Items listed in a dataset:

//! # Validation Module
//!
//! Field rules checked by the repository write path before any SQL runs.
//!
//! ## Validation Strategy
//! ```text
//! ┌─────────────────────────────────────────────────────────────────────────┐
//! │                      Validation Layers                                  │
//! │                                                                         │
//! │  Layer 1: Input types (pdv-core::input)                                │
//! │  └── Whitelist: unknown fields are rejected at deserialization         │
//! │           │                                                             │
//! │           ▼                                                             │
//! │  Layer 2: THIS MODULE (Validate trait on each entity)                  │
//! │  ├── Required text, lengths                                            │
//! │  ├── CPF / CNPJ check digits, UF, CEP, barcode                         │
//! │  └── Quantity > 0, amounts >= 0, FK ids are UUIDs                      │
//! │           │                                                             │
//! │           ▼                                                             │
//! │  Layer 3: Database (SQLite)                                            │
//! │  ├── NOT NULL / UNIQUE constraints                                     │
//! │  └── Foreign key constraints                                           │
//! └─────────────────────────────────────────────────────────────────────────┘
//! ```

use crate::error::ValidationError;
use crate::money::Money;
use crate::types::{Customer, Product, Sale, SaleItem, User};
use crate::MAX_NAME_LENGTH;

/// Result type for validation operations.
pub type ValidationResult<T> = Result<T, ValidationError>;

/// The 27 Brazilian federative units.
pub const STATE_CODES: [&str; 27] = [
    "AC", "AL", "AP", "AM", "BA", "CE", "DF", "ES", "GO", "MA", "MT", "MS", "MG", "PA", "PB",
    "PR", "PE", "PI", "RJ", "RN", "RS", "RO", "RR", "SC", "SP", "SE", "TO",
];

// =============================================================================
// Validate Trait
// =============================================================================

/// Whole-record validation, run after inputs are applied and before a write.
pub trait Validate {
    fn validate(&self) -> ValidationResult<()>;
}

impl Validate for User {
    fn validate(&self) -> ValidationResult<()> {
        validate_name("name", &self.name)?;
        validate_email(&self.email)
    }
}

impl Validate for Customer {
    fn validate(&self) -> ValidationResult<()> {
        validate_name("name", &self.name)?;
        validate_email(&self.email)?;
        validate_tax_id(&self.tax_id)?;
        if let Some(state) = &self.state {
            validate_state_code(state)?;
        }
        if let Some(cep) = &self.postal_code {
            validate_postal_code(cep)?;
        }
        Ok(())
    }
}

impl Validate for Product {
    fn validate(&self) -> ValidationResult<()> {
        validate_name("name", &self.name)?;
        validate_non_negative("price", self.price)?;
        if let Some(barcode) = &self.barcode {
            validate_barcode(barcode)?;
        }
        Ok(())
    }
}

impl Validate for Sale {
    fn validate(&self) -> ValidationResult<()> {
        validate_uuid("customer_id", &self.customer_id)?;
        validate_uuid("user_id", &self.user_id)?;
        validate_non_negative("total", self.total)?;
        validate_non_negative("discount", self.discount)
    }
}

impl Validate for SaleItem {
    fn validate(&self) -> ValidationResult<()> {
        validate_uuid("sale_id", &self.sale_id)?;
        validate_uuid("product_id", &self.product_id)?;
        validate_quantity(self.quantity)?;
        validate_non_negative("unit_price", self.unit_price)
    }
}

// =============================================================================
// String Validators
// =============================================================================

/// Validates a required display name.
///
/// ## Rules
/// - Must not be blank
/// - At most MAX_NAME_LENGTH characters
pub fn validate_name(field: &str, name: &str) -> ValidationResult<()> {
    let name = name.trim();

    if name.is_empty() {
        return Err(ValidationError::Required {
            field: field.to_string(),
        });
    }

    if name.chars().count() > MAX_NAME_LENGTH {
        return Err(ValidationError::TooLong {
            field: field.to_string(),
            max: MAX_NAME_LENGTH,
        });
    }

    Ok(())
}

/// Validates the shape of an email address: `local@domain.tld`, no spaces.
pub fn validate_email(email: &str) -> ValidationResult<()> {
    let email = email.trim();
    if email.is_empty() {
        return Err(ValidationError::Required {
            field: "email".to_string(),
        });
    }

    let well_formed = match email.split_once('@') {
        Some((local, domain)) => {
            !local.is_empty()
                && !domain.contains('@')
                && domain.contains('.')
                && !domain.starts_with('.')
                && !domain.ends_with('.')
                && !email.chars().any(char::is_whitespace)
        }
        None => false,
    };

    if !well_formed {
        return Err(ValidationError::InvalidFormat {
            field: "email".to_string(),
            reason: "expected local@domain".to_string(),
        });
    }

    Ok(())
}

/// Validates a two-letter UF code (case-sensitive, upper case).
pub fn validate_state_code(state: &str) -> ValidationResult<()> {
    if STATE_CODES.contains(&state) {
        Ok(())
    } else {
        Err(ValidationError::InvalidFormat {
            field: "state".to_string(),
            reason: "must be a two-letter UF code such as SP".to_string(),
        })
    }
}

/// Validates a CEP: 8 digits, optionally written `NNNNN-NNN`.
pub fn validate_postal_code(cep: &str) -> ValidationResult<()> {
    let digits: String = cep.chars().filter(|c| *c != '-').collect();
    if digits.len() == 8 && digits.chars().all(|c| c.is_ascii_digit()) {
        Ok(())
    } else {
        Err(ValidationError::InvalidFormat {
            field: "postal_code".to_string(),
            reason: "CEP must have 8 digits".to_string(),
        })
    }
}

/// Validates an EAN-8, UPC-A, EAN-13 or GTIN-14 barcode (digits only).
pub fn validate_barcode(barcode: &str) -> ValidationResult<()> {
    let len = barcode.len();
    if matches!(len, 8 | 12 | 13 | 14) && barcode.chars().all(|c| c.is_ascii_digit()) {
        Ok(())
    } else {
        Err(ValidationError::InvalidFormat {
            field: "barcode".to_string(),
            reason: "must be 8, 12, 13 or 14 digits".to_string(),
        })
    }
}

// =============================================================================
// Tax Identifier (CPF / CNPJ)
// =============================================================================

/// Which document a tax identifier holds.
#[derive(Debug, Clone, Copy, PartialEq, Eq)]
pub enum TaxIdKind {
    /// Individual taxpayer, 11 digits.
    Cpf,
    /// Company, 14 digits.
    Cnpj,
}

/// Validates a CPF or CNPJ, with or without punctuation.
///
/// ## Example
/// ```rust
/// use pdv_core::validation::{validate_tax_id, TaxIdKind};
///
/// assert_eq!(validate_tax_id("529.982.247-25").unwrap(), TaxIdKind::Cpf);
/// assert_eq!(validate_tax_id("11.222.333/0001-81").unwrap(), TaxIdKind::Cnpj);
/// assert!(validate_tax_id("529.982.247-24").is_err());
/// ```
pub fn validate_tax_id(tax_id: &str) -> ValidationResult<TaxIdKind> {
    let invalid = |reason: &str| ValidationError::InvalidFormat {
        field: "tax_id".to_string(),
        reason: reason.to_string(),
    };

    if tax_id.trim().is_empty() {
        return Err(ValidationError::Required {
            field: "tax_id".to_string(),
        });
    }

    let mut digits = Vec::with_capacity(14);
    for c in tax_id.trim().chars() {
        match c {
            '0'..='9' => digits.push(c as u32 - '0' as u32),
            '.' | '-' | '/' => {}
            _ => return Err(invalid("only digits and . - / are allowed")),
        }
    }

    if !matches!(digits.len(), 11 | 14) {
        return Err(invalid("must have 11 (CPF) or 14 (CNPJ) digits"));
    }

    // Repeated digits pass the checksum but are never issued.
    if digits.windows(2).all(|w| w[0] == w[1]) {
        return Err(invalid("repeated digits"));
    }

    match digits.len() {
        11 => {
            if cpf_check_digits(&digits[..9]) == [digits[9], digits[10]] {
                Ok(TaxIdKind::Cpf)
            } else {
                Err(invalid("CPF check digits do not match"))
            }
        }
        14 => {
            if cnpj_check_digits(&digits[..12]) == [digits[12], digits[13]] {
                Ok(TaxIdKind::Cnpj)
            } else {
                Err(invalid("CNPJ check digits do not match"))
            }
        }
        _ => Err(invalid("must have 11 (CPF) or 14 (CNPJ) digits")),
    }
}

/// Check digits for the first nine digits of a CPF.
pub fn cpf_check_digits(base: &[u32]) -> [u32; 2] {
    let first = cpf_digit(base);
    let mut extended = base.to_vec();
    extended.push(first);
    [first, cpf_digit(&extended)]
}

fn cpf_digit(digits: &[u32]) -> u32 {
    let top = digits.len() as u32 + 1;
    let sum: u32 = digits
        .iter()
        .enumerate()
        .map(|(i, d)| d * (top - i as u32))
        .sum();
    let rest = (sum * 10) % 11;
    if rest == 10 {
        0
    } else {
        rest
    }
}

/// Check digits for the first twelve digits of a CNPJ.
pub fn cnpj_check_digits(base: &[u32]) -> [u32; 2] {
    const FIRST: [u32; 12] = [5, 4, 3, 2, 9, 8, 7, 6, 5, 4, 3, 2];
    const SECOND: [u32; 13] = [6, 5, 4, 3, 2, 9, 8, 7, 6, 5, 4, 3, 2];

    let first = cnpj_digit(base, &FIRST);
    let mut extended = base.to_vec();
    extended.push(first);
    [first, cnpj_digit(&extended, &SECOND)]
}

fn cnpj_digit(digits: &[u32], weights: &[u32]) -> u32 {
    let sum: u32 = digits.iter().zip(weights).map(|(d, w)| d * w).sum();
    let rest = sum % 11;
    if rest < 2 {
        0
    } else {
        11 - rest
    }
}

// =============================================================================
// Numeric Validators
// =============================================================================

/// Validates a sale item quantity.
///
/// ## Rules
/// - Must be positive (> 0)
pub fn validate_quantity(qty: i64) -> ValidationResult<()> {
    if qty <= 0 {
        return Err(ValidationError::MustBePositive {
            field: "quantity".to_string(),
        });
    }

    Ok(())
}

/// Validates a monetary amount that may be zero but not negative.
///
/// ## Example
/// ```rust
/// use pdv_core::validation::validate_non_negative;
/// use pdv_core::Money;
///
/// assert!(validate_non_negative("price", Money::from_cents(1099)).is_ok());
/// assert!(validate_non_negative("price", Money::zero()).is_ok());
/// assert!(validate_non_negative("price", Money::from_cents(-1)).is_err());
/// ```
pub fn validate_non_negative(field: &str, amount: Money) -> ValidationResult<()> {
    if amount.is_negative() {
        return Err(ValidationError::OutOfRange {
            field: field.to_string(),
            min: 0,
            max: i64::MAX,
        });
    }

    Ok(())
}

// =============================================================================
// UUID Validators
// =============================================================================

/// Validates a UUID string used as a record identity or foreign key.
pub fn validate_uuid(field: &str, id: &str) -> ValidationResult<()> {
    if id.trim().is_empty() {
        return Err(ValidationError::Required {
            field: field.to_string(),
        });
    }

    uuid::Uuid::parse_str(id).map_err(|_| ValidationError::InvalidFormat {
        field: field.to_string(),
        reason: "must be a valid UUID".to_string(),
    })?;

    Ok(())
}

// =============================================================================
// Unit Tests
// =============================================================================

#[cfg(test)]
mod tests {
    use super::*;

    #[test]
    fn test_validate_name() {
        assert!(validate_name("name", "Maria da Silva").is_ok());
        assert!(validate_name("name", "").is_err());
        assert!(validate_name("name", "   ").is_err());
        assert!(validate_name("name", &"A".repeat(300)).is_err());
    }

    #[test]
    fn test_validate_email() {
        assert!(validate_email("maria@example.com.br").is_ok());
        assert!(validate_email("").is_err());
        assert!(validate_email("maria").is_err());
        assert!(validate_email("maria@localhost").is_err());
        assert!(validate_email("a@b@c.com").is_err());
        assert!(validate_email("ma ria@example.com").is_err());
    }

    #[test]
    fn test_validate_cpf() {
        assert_eq!(validate_tax_id("52998224725").unwrap(), TaxIdKind::Cpf);
        assert_eq!(validate_tax_id("529.982.247-25").unwrap(), TaxIdKind::Cpf);
        assert!(validate_tax_id("529.982.247-24").is_err());
        assert!(validate_tax_id("111.111.111-11").is_err());
        assert!(validate_tax_id("5299822472").is_err());
    }

    #[test]
    fn test_validate_cnpj() {
        assert_eq!(validate_tax_id("11222333000181").unwrap(), TaxIdKind::Cnpj);
        assert_eq!(
            validate_tax_id("11.222.333/0001-81").unwrap(),
            TaxIdKind::Cnpj
        );
        assert!(validate_tax_id("11.222.333/0001-80").is_err());
        assert!(validate_tax_id("00000000000000").is_err());
    }

    #[test]
    fn test_validate_tax_id_rejects_letters() {
        let err = validate_tax_id("529.982.247-2X").unwrap_err();
        assert!(matches!(err, ValidationError::InvalidFormat { .. }));
        assert!(matches!(
            validate_tax_id(" ").unwrap_err(),
            ValidationError::Required { .. }
        ));
    }

    #[test]
    fn test_cpf_check_digits_generation() {
        assert_eq!(cpf_check_digits(&[5, 2, 9, 9, 8, 2, 2, 4, 7]), [2, 5]);
    }

    #[test]
    fn test_validate_state_and_cep() {
        assert!(validate_state_code("SP").is_ok());
        assert!(validate_state_code("DF").is_ok());
        assert!(validate_state_code("sp").is_err());
        assert!(validate_state_code("XX").is_err());

        assert!(validate_postal_code("01310-100").is_ok());
        assert!(validate_postal_code("01310100").is_ok());
        assert!(validate_postal_code("0131010").is_err());
        assert!(validate_postal_code("0131A100").is_err());
    }

    #[test]
    fn test_validate_barcode() {
        assert!(validate_barcode("7891000315507").is_ok());
        assert!(validate_barcode("96385074").is_ok());
        assert!(validate_barcode("12345").is_err());
        assert!(validate_barcode("789100031550X").is_err());
    }

    #[test]
    fn test_validate_quantity() {
        assert!(validate_quantity(1).is_ok());
        assert!(validate_quantity(1000).is_ok());
        assert!(validate_quantity(0).is_err());
        assert!(validate_quantity(-1).is_err());
    }

    #[test]
    fn test_validate_uuid() {
        assert!(validate_uuid("id", "550e8400-e29b-41d4-a716-446655440000").is_ok());
        assert!(validate_uuid("id", "").is_err());
        assert!(validate_uuid("id", "not-a-uuid").is_err());
    }
}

Assigned task:
Print only these lines, please. They run from the start of the entries above to the line containing "for validation operations.", both ends included, and must match exactly.

Your response:
//! # Validation Module
//!
//! Field rules checked by the repository write path before any SQL runs.
//!
//! ## Validation Strategy
//! ```text
//! ┌─────────────────────────────────────────────────────────────────────────┐
//! │                      Validation Layers                                  │
//! │                                                                         │
//! │  Layer 1: Input types (pdv-core::input)                                │
//! │  └── Whitelist: unknown fields are rejected at deserialization         │
//! │           │                                                             │
//! │           ▼                                                             │
//! │  Layer 2: THIS MODULE (Validate trait on each entity)                  │
//! │  ├── Required text, lengths                                            │
//! │  ├── CPF / CNPJ check digits, UF, CEP, barcode                         │
//! │  └── Quantity > 0, amounts >= 0, FK ids are UUIDs                      │
//! │           │                                                             │
//! │           ▼                                                             │
//! │  Layer 3: Database (SQLite)                                            │
//! │  ├── NOT NULL / UNIQUE constraints                                     │
//! │  └── Foreign key constraints                                           │
//! └─────────────────────────────────────────────────────────────────────────┘
//! ```

use crate::error::ValidationError;
use crate::money::Money;
use crate::types::{Customer, Product, Sale, SaleItem, User};
use crate::MAX_NAME_LENGTH;

/// Result type for validation operations.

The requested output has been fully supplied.